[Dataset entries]
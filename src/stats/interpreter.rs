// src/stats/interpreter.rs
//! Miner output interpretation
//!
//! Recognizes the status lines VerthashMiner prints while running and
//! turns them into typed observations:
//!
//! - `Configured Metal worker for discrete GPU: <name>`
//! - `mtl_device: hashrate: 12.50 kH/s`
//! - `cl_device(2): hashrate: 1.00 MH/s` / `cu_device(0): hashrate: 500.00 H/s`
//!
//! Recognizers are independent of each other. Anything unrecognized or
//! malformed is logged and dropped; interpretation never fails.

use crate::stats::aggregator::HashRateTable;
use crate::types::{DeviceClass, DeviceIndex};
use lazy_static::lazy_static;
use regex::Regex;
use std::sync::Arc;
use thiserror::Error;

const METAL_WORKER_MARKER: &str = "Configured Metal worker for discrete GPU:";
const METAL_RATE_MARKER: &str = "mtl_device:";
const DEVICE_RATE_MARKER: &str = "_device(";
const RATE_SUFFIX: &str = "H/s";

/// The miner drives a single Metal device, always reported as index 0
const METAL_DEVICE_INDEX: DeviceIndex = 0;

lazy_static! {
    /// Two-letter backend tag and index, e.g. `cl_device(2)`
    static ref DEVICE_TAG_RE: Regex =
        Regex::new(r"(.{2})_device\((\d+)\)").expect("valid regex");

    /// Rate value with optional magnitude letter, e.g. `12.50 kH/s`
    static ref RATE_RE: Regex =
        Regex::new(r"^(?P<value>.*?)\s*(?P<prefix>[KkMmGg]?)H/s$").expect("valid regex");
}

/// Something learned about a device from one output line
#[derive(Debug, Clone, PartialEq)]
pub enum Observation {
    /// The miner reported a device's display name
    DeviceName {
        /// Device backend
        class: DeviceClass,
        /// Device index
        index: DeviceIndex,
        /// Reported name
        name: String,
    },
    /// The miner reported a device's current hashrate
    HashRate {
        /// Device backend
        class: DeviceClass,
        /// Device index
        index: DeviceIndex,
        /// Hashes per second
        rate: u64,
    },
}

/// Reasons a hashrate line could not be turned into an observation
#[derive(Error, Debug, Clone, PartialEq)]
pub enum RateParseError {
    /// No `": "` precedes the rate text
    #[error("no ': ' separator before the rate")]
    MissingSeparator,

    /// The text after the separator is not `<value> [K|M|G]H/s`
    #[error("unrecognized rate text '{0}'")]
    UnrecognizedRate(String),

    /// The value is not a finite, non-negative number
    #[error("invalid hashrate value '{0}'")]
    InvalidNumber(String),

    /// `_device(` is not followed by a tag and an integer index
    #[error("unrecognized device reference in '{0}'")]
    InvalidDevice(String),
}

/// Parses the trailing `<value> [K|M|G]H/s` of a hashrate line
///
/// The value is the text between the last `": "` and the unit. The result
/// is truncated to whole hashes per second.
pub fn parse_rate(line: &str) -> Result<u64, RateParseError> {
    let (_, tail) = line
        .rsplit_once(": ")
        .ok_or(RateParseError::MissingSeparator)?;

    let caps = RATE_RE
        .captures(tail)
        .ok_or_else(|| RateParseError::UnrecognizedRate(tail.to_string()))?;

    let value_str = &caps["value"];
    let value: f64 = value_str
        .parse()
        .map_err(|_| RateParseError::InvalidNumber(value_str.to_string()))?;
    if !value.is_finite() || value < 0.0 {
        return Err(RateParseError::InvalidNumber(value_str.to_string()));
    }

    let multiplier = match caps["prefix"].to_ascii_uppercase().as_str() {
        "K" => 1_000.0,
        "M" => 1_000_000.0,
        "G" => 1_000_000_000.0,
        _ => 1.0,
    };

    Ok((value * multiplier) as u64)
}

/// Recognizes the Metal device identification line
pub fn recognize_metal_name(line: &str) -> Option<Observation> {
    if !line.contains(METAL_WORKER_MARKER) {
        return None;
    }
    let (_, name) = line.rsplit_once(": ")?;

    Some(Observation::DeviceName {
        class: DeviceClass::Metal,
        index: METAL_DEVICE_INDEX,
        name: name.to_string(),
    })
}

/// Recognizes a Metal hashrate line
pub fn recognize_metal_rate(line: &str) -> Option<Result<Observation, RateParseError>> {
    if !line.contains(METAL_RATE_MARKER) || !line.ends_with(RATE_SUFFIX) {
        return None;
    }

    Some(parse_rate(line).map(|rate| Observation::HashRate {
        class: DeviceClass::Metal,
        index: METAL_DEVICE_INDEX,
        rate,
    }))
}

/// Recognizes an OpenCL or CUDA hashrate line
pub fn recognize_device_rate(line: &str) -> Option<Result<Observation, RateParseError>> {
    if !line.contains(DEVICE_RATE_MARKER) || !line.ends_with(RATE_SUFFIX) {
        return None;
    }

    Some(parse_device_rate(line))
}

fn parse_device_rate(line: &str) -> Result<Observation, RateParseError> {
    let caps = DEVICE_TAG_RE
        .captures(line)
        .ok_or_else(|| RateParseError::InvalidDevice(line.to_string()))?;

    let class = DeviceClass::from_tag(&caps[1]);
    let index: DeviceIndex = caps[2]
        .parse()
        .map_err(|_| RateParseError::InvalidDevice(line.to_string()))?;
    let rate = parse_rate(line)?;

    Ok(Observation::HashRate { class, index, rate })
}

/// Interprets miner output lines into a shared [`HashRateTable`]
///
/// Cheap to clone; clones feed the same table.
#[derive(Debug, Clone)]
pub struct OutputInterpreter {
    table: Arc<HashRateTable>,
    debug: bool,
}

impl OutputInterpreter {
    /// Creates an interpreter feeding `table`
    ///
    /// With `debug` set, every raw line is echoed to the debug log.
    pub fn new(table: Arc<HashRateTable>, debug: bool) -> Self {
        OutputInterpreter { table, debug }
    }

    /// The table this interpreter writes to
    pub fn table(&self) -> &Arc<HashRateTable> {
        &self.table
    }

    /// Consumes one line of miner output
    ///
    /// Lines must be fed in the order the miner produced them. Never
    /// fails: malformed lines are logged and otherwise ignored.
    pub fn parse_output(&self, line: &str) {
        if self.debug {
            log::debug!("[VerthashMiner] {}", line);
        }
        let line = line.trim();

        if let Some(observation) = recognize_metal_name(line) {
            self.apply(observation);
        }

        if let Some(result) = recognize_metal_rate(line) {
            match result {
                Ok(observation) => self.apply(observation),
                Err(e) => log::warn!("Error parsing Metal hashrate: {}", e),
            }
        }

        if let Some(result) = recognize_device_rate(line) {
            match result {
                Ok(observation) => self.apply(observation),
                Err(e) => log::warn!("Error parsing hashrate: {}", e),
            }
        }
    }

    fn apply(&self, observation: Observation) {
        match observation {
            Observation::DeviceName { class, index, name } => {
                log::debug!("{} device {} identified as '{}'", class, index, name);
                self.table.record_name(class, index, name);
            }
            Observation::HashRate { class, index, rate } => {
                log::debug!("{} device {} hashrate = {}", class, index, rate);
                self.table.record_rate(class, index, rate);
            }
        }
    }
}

* * *

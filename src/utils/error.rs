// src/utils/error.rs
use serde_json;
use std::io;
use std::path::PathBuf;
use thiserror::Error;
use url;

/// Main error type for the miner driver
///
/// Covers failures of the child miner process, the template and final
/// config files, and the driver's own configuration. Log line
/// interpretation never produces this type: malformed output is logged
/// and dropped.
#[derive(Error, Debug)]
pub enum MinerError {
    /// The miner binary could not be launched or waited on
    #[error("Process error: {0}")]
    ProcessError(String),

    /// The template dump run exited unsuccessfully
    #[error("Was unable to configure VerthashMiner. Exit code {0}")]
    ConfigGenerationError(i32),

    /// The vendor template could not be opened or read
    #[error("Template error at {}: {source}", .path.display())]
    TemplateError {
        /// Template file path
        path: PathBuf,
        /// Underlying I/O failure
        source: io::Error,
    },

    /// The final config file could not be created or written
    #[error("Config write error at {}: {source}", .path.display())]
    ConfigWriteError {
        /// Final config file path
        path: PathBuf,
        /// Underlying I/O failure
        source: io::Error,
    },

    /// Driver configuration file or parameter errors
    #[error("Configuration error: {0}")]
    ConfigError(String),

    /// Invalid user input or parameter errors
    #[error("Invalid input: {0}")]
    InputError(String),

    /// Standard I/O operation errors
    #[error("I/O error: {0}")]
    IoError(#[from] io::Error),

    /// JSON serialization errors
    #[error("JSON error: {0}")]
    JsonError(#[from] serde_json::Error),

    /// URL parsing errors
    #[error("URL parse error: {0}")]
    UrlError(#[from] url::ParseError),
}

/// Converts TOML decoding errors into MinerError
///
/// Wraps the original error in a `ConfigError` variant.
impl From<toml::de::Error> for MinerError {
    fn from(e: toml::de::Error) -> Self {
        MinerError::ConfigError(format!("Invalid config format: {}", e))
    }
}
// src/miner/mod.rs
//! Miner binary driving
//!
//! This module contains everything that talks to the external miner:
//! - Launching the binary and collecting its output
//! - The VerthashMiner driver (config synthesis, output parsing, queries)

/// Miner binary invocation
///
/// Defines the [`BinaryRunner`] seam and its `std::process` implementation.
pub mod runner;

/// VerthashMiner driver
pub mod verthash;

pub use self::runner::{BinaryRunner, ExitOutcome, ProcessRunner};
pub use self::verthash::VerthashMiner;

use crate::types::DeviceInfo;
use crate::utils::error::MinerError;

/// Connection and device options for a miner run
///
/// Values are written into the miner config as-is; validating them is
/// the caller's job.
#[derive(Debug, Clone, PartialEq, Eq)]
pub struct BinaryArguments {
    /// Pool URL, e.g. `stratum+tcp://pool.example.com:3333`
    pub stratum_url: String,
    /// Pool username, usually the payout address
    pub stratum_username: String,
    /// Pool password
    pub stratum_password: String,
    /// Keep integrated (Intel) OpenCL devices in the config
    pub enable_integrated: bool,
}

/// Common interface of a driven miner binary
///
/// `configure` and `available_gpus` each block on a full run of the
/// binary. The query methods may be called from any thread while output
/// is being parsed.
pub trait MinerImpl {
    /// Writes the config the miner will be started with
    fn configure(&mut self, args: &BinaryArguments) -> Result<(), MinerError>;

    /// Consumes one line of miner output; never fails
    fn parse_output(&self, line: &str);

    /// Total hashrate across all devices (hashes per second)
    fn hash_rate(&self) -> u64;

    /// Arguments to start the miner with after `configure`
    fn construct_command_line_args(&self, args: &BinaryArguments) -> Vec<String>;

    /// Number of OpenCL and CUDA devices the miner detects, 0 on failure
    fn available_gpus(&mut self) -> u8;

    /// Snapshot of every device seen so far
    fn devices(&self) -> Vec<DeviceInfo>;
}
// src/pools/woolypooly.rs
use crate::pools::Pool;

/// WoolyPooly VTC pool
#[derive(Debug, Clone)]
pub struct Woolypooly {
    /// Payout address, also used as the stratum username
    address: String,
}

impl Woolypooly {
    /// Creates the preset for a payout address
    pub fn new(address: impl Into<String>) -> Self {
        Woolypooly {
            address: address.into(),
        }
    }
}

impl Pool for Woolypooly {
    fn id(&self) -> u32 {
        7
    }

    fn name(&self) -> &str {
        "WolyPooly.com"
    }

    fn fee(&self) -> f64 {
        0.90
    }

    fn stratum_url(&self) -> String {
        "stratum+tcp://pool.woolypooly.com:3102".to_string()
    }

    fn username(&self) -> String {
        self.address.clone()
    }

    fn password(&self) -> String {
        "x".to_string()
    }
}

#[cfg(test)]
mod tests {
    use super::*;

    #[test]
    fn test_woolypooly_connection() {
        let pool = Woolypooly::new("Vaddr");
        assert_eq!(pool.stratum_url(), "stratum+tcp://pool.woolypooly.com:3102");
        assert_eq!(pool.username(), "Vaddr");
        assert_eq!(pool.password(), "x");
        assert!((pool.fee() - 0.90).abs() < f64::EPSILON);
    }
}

◆ TASK INSTRUCTIONS: All that is needed is the exact run of lines above from the line containing "#[derive(Error, Debug, Clone, PartialEq)]" through the line containing "hashes per second.", both of them included.

◆ WRITTEN REPLY:
#[derive(Error, Debug, Clone, PartialEq)]
pub enum RateParseError {
    /// No `": "` precedes the rate text
    #[error("no ': ' separator before the rate")]
    MissingSeparator,

    /// The text after the separator is not `<value> [K|M|G]H/s`
    #[error("unrecognized rate text '{0}'")]
    UnrecognizedRate(String),

    /// The value is not a finite, non-negative number
    #[error("invalid hashrate value '{0}'")]
    InvalidNumber(String),

    /// `_device(` is not followed by a tag and an integer index
    #[error("unrecognized device reference in '{0}'")]
    InvalidDevice(String),
}

/// Parses the trailing `<value> [K|M|G]H/s` of a hashrate line
///
/// The value is the text between the last `": "` and the unit. The result
/// is truncated to whole hashes per second.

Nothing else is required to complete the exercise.